I’ve 20 years experience of website development, going back to HTML 1 in 1992 when the word ‘website’ hadn’t been invented and ‘web hosts’ were numbered in their tens (remember Gopher, Telnet, Archie, etc?). For all this time, my design philosophy has been simple: use open standards unless there’s a very, very, very good reason to use proprietary technology. As a result, all my websites are designed with the following standards:
- CSS (2 + 3)
- W3C accessibility guidelines to at least AA level
and work fully in all standards-compliant browsers, and even in the accursed non-compliant Internet Explorer. I also use standards-compliant design frameworks, such as the excellent Bootstrap, for rapid interface design.
To me, there are three types of design used in websites, in order of importance:
This is the design of the site’s hypermedia information structure, comprising the site hierarchy, content types, and inter-relations of content and site levels. I always design this on paper, after spending significant time with the client to draw out their requirements and desires. Scalability is a very important part of this design, to try to ensure some degree of future-proofing and allow the site to grow naturally over time. A sound information structure is crucial to scalability, integrity and reliability, much as a sound database design is crucial to a good web application.
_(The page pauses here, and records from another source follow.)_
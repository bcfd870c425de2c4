//! Demuxer/decoder adapter: container open with probe/analyze/skip options,
//! and the explicit-index-or-first-valid-stream resolution shared by every
//! subcommand.

use anyhow::{anyhow, Result};
use ffmpeg_the_third as ffmpeg;
use ffmpeg::codec::Id as CodecId;
use ffmpeg::format::context::Input;
use ffmpeg::media::Type as MediaType;
use std::path::Path;

/// Mirrors `struct file_open_options` — probe/analyze/skip tuning passed to
/// the container on open.
#[derive(Debug, Clone, Copy)]
pub struct OpenOptions {
    pub probe_size: i64,
    pub analyze_duration: i64,
    pub skip_initial_bytes: i64,
    pub seek_by_byte: bool,
}

impl Default for OpenOptions {
    fn default() -> Self {
        Self {
            probe_size: 100 << 20,
            analyze_duration: 30 * 1_000_000,
            skip_initial_bytes: 0,
            seek_by_byte: false,
        }
    }
}

/// Open `path` with probe/analyze options set via an `AVDictionary`
/// equivalent, as the original's `open_file_with_opts` does.
pub fn open_with_opts(path: &Path, opts: &OpenOptions) -> Result<Input> {
    let mut dict = ffmpeg::Dictionary::new();
    let probe_size = if opts.probe_size == 0 {
        OpenOptions::default().probe_size
    } else {
        opts.probe_size
    };
    let analyze_duration = if opts.analyze_duration == 0 {
        OpenOptions::default().analyze_duration
    } else {
        opts.analyze_duration
    };
    dict.set("probesize", &probe_size.to_string());
    dict.set("analyzeduration", &analyze_duration.to_string());
    dict.set("skip_initial_bytes", &opts.skip_initial_bytes.to_string());

    eprintln!(
        "[demux] open {}: probesize={probe_size}, analyzeduration={analyze_duration}, skip_initial_bytes={}",
        path.display(),
        opts.skip_initial_bytes
    );

    ffmpeg::format::input_with_dictionary(path, dict)
        .map_err(|e| anyhow!("avformat_open_input failed: {e}"))
}

/// Distinguishes the three ways stream resolution can fail, so the CLI
/// boundary can map each to its own exit code (`spec.md` §6 / `main.c`).
#[derive(Debug, thiserror::Error)]
pub enum ResolveError {
    #[error("stream index {0} is out of bound")]
    OutOfBound(usize),
    #[error("stream {0} found but is not the expected media type")]
    WrongMediaType(usize),
    #[error("no suitable stream found")]
    NotFound,
}

/// Resolve a stream either by explicit index (validated against `media_type`)
/// or by auto-picking the first stream of `media_type` with a valid start
/// time. Shared by `detect`, `index`, `serve`, and `decode`.
pub fn resolve_stream(
    ictx: &Input,
    explicit: Option<usize>,
    media_type: MediaType,
) -> std::result::Result<usize, ResolveError> {
    if let Some(idx) = explicit {
        let stream = ictx.stream(idx).ok_or(ResolveError::OutOfBound(idx))?;
        if stream.parameters().medium() != media_type {
            return Err(ResolveError::WrongMediaType(idx));
        }
        return Ok(idx);
    }
    ictx.streams()
        .filter(|s| s.parameters().medium() == media_type)
        .find(|s| s.start_time() != ffmpeg::ffi::AV_NOPTS_VALUE)
        .map(|s| s.index())
        .ok_or(ResolveError::NotFound)
}

/// Immutable per-stream facts needed by the cache, loader, and encode
/// pipeline, captured once at open time. Mirrors `spec.md` §3's "stream
/// descriptor".
#[derive(Debug, Clone, Copy)]
pub struct StreamDescriptor {
    pub index: usize,
    pub codec_id: CodecId,
    pub width: u32,
    pub height: u32,
    /// Raw `sample_aspect_ratio` from the container, unclamped — may be
    /// `0:1` when unspecified. Reported as-is in INFO; callers doing
    /// arithmetic with it (encode variant dimensions) clamp locally.
    pub sar_num: i32,
    pub sar_den: i32,
    pub fps_num: i32,
    pub fps_den: i32,
    pub time_base_num: i32,
    pub time_base_den: i32,
    pub start_time: i64,
    pub duration: i64,
}

pub fn describe_stream(ictx: &Input, stream_index: usize) -> Result<StreamDescriptor> {
    let stream = ictx
        .stream(stream_index)
        .ok_or_else(|| anyhow!("stream index {stream_index} is out of bound"))?;
    let params = stream.parameters();
    let tb = stream.time_base();
    // `r_frame_rate`, not `avg_frame_rate` — `delta` (and everything derived
    // from it: cache lookups, seek targets, the SCENE_DETECT step) must
    // match `serve.c`'s computation exactly.
    let fps = stream.rate();
    let (width, height, sar_num, sar_den, codec_id) = unsafe {
        let p = params.as_ptr();
        (
            (*p).width as u32,
            (*p).height as u32,
            (*p).sample_aspect_ratio.num,
            (*p).sample_aspect_ratio.den,
            params.id(),
        )
    };
    Ok(StreamDescriptor {
        index: stream_index,
        codec_id,
        width,
        height,
        sar_num,
        sar_den,
        fps_num: fps.numerator().max(1),
        fps_den: fps.denominator().max(1),
        time_base_num: tb.numerator(),
        time_base_den: tb.denominator(),
        start_time: stream.start_time(),
        duration: stream.duration(),
    })
}

/// `delta` per `spec.md` §3: the nominal inter-frame PTS increment.
pub fn compute_delta(descriptor: &StreamDescriptor) -> i64 {
    (descriptor.time_base_den as i64 * descriptor.fps_den as i64)
        / (descriptor.time_base_num as i64 * descriptor.fps_num as i64)
}

/// `seek_amount` per `spec.md` §3: codec-dependent, grounded in
/// `serve.c::serve_stream`'s exact codec check.
pub fn seek_amount_for(codec_id: CodecId) -> i64 {
    match codec_id {
        CodecId::MPEG2VIDEO | CodecId::H264 => 40,
        _ => 30,
    }
}

#[derive(Debug, Clone, Copy)]
pub enum SeekMode {
    PtsBackward,
    Byte,
}

/// Seek the container directly via FFI — the safe range-based `seek()` API
/// has no way to request `AVSEEK_FLAG_BYTE`, matching the teacher's existing
/// precedent of dropping to FFI where the safe wrapper falls short.
pub fn seek(ictx: &mut Input, stream_index: usize, target: i64, mode: SeekMode) -> Result<()> {
    let flags = match mode {
        SeekMode::PtsBackward => ffmpeg::ffi::AVSEEK_FLAG_BACKWARD,
        SeekMode::Byte => ffmpeg::ffi::AVSEEK_FLAG_BYTE,
    };
    unsafe {
        let ret = ffmpeg::ffi::av_seek_frame(
            ictx.as_mut_ptr(),
            stream_index as i32,
            target,
            flags as i32,
        );
        if ret < 0 {
            return Err(anyhow!("av_seek_frame() = {ret}"));
        }
    }
    Ok(())
}

#[cfg(test)]
mod tests {
    use super::*;

    fn descriptor(time_base_num: i32, time_base_den: i32, fps_num: i32, fps_den: i32) -> StreamDescriptor {
        StreamDescriptor {
            index: 0,
            codec_id: CodecId::H264,
            width: 1920,
            height: 1080,
            sar_num: 1,
            sar_den: 1,
            fps_num,
            fps_den,
            time_base_num,
            time_base_den,
            start_time: 0,
            duration: 0,
        }
    }

    #[test]
    fn compute_delta_matches_ntsc_film_cadence() {
        // 30000/1001 fps, 1/90000 time base: delta = 90000*1001/(1*30000) = 3003.
        let d = descriptor(1, 90_000, 30_000, 1001);
        assert_eq!(compute_delta(&d), 3003);
    }

    #[test]
    fn compute_delta_integer_fps() {
        let d = descriptor(1, 25, 25, 1);
        assert_eq!(compute_delta(&d), 1);
    }

    #[test]
    fn seek_amount_depends_on_codec() {
        assert_eq!(seek_amount_for(CodecId::H264), 40);
        assert_eq!(seek_amount_for(CodecId::MPEG2VIDEO), 40);
        assert_eq!(seek_amount_for(CodecId::HEVC), 30);
        assert_eq!(seek_amount_for(CodecId::VP9), 30);
    }

    #[test]
    fn resolve_error_display_names_the_stream() {
        let err = ResolveError::OutOfBound(4);
        assert!(err.to_string().contains('4'));
    }
}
A sound hypermedia structure needs intuitive interfaces for navigability and usability. For navigation, the essential principles are that the user should always know where s/he is in the site, and be able to find content quickly and easily. The site should be intuitive to use, and ideally the user should be able to build a ‘picture’ of the site ‘landscape’ for orientation. Navigation and page design are closely related. I try to employ multiple navigation systems on a site, including hierarchical, non-linear, sitemaps and of course search engines.
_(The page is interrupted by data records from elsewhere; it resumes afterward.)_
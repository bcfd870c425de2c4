//! `check` utility: per-PID continuity/scrambling counters over a raw
//! 188-byte MPEG transport stream. Pure byte parsing — no codec library
//! needed, so it lives here rather than in `nimoch-media`.

use serde::Serialize;
use std::collections::BTreeMap;
use std::io::{self, Read};

const TS_PACKET_SIZE: usize = 188;
const TS_SYNC_BYTE: u8 = 0x47;
const TS_PID_COUNT: usize = 0x2000;

#[derive(Debug, Default, Clone, Copy, Serialize)]
pub struct PidInfo {
    pub total: u64,
    pub dropped: u64,
    pub scrambled: u64,
}

/// Scan `input` packet-by-packet and return per-PID counters, keyed by
/// lowercase hex PID, for every PID that appeared at least once.
pub fn check_stream<R: Read>(input: &mut R) -> io::Result<BTreeMap<String, PidInfo>> {
    let mut counters = vec![PidInfo::default(); TS_PID_COUNT];
    // next expected continuity counter per PID; 0 means "not seen yet",
    // matching the original's sentinel (the first payload-bearing packet for
    // a PID is never flagged as dropped).
    let mut next_counter = vec![0u8; TS_PID_COUNT];

    let mut packet = [0u8; TS_PACKET_SIZE];
    loop {
        let mut total = 0;
        while total < TS_PACKET_SIZE {
            let n = input.read(&mut packet[total..])?;
            if n == 0 {
                break;
            }
            total += n;
        }
        if total == 0 {
            break;
        }
        if total < TS_PACKET_SIZE {
            break;
        }
        if packet[0] != TS_SYNC_BYTE {
            continue;
        }

        let pid = (((packet[1] as usize) & 0x1f) << 8) | packet[2] as usize;
        let info = &mut counters[pid];
        info.total += 1;

        if packet[3] & 0x10 != 0 {
            let continuity_counter = packet[3] & 0x0f;
            let expected = next_counter[pid];
            if expected != 0 && (expected & 0x0f) != continuity_counter {
                info.dropped += 1;
            }
            next_counter[pid] = continuity_counter.wrapping_add(1);
        }

        if packet[3] & 0xc0 != 0 {
            info.scrambled += 1;
        }
    }

    Ok(counters
        .into_iter()
        .enumerate()
        .filter(|(_, info)| info.total > 0)
        .map(|(pid, info)| (format!("{pid:x}"), info))
        .collect())
}

#[cfg(test)]
mod tests {
    use super::*;
    use std::io::Cursor;

    fn packet(pid: u16, has_payload: bool, cc: u8, scrambled: bool) -> [u8; TS_PACKET_SIZE] {
        let mut p = [0u8; TS_PACKET_SIZE];
        p[0] = TS_SYNC_BYTE;
        p[1] = ((pid >> 8) & 0x1f) as u8;
        p[2] = (pid & 0xff) as u8;
        p[3] = (cc & 0x0f) | if has_payload { 0x10 } else { 0 } | if scrambled { 0xc0 } else { 0 };
        p
    }

    #[test]
    fn first_payload_packet_for_a_pid_never_counts_as_dropped() {
        let data = packet(0x100, true, 5, false);
        let mut cursor = Cursor::new(data.to_vec());
        let result = check_stream(&mut cursor).unwrap();
        let info = &result["100"];
        assert_eq!(info.total, 1);
        assert_eq!(info.dropped, 0);
    }

    #[test]
    fn continuity_gap_counts_as_dropped() {
        let mut data = packet(0x100, true, 0, false).to_vec();
        data.extend_from_slice(&packet(0x100, true, 2, false));
        let mut cursor = Cursor::new(data);
        let result = check_stream(&mut cursor).unwrap();
        assert_eq!(result["100"].dropped, 1);
    }

    #[test]
    fn non_sync_packets_are_skipped() {
        let mut data = vec![0u8; TS_PACKET_SIZE];
        data.extend_from_slice(&packet(0x200, true, 0, false));
        let mut cursor = Cursor::new(data);
        let result = check_stream(&mut cursor).unwrap();
        assert!(!result.contains_key("0"));
        assert_eq!(result["200"].total, 1);
    }

    #[test]
    fn scrambled_bit_is_counted() {
        let data = packet(0x10, true, 0, true);
        let mut cursor = Cursor::new(data.to_vec());
        let result = check_stream(&mut cursor).unwrap();
        assert_eq!(result["10"].scrambled, 1);
    }

    #[test]
    fn pids_never_seen_are_absent_from_output() {
        let data = packet(0x10, true, 0, false);
        let mut cursor = Cursor::new(data.to_vec());
        let result = check_stream(&mut cursor).unwrap();
        assert_eq!(result.len(), 1);
    }
}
Or ‘pretty pictures and nice colours’. I’m not a great graphic artist, having the artistic imagination of a lobotomised flea, so I use standard graphic and colour design principles, including the Web Style Guide (née Yale Style Guide) and Colour Theory. For instance, when selecting the colour scheme of a site, I’ll try various core colours (unless the client has a ‘corporate swatch’ s/he wants me to use) to generate harmonious swatches via tools such as Color Scheme Designer. I much prefer to work with a graphic designer for sites which need ‘sexy’ images (such as the Hull IVF site) but if one’s not available then I source vector and bitmap images from archives and repositories of reusable (usually Creative Commons-licenced) images and edit those as required.
Funnily enough, I did write a beginner’s book on Computer Graphics back in the 90s, when working for a UKHE training initiative, which still has some currency.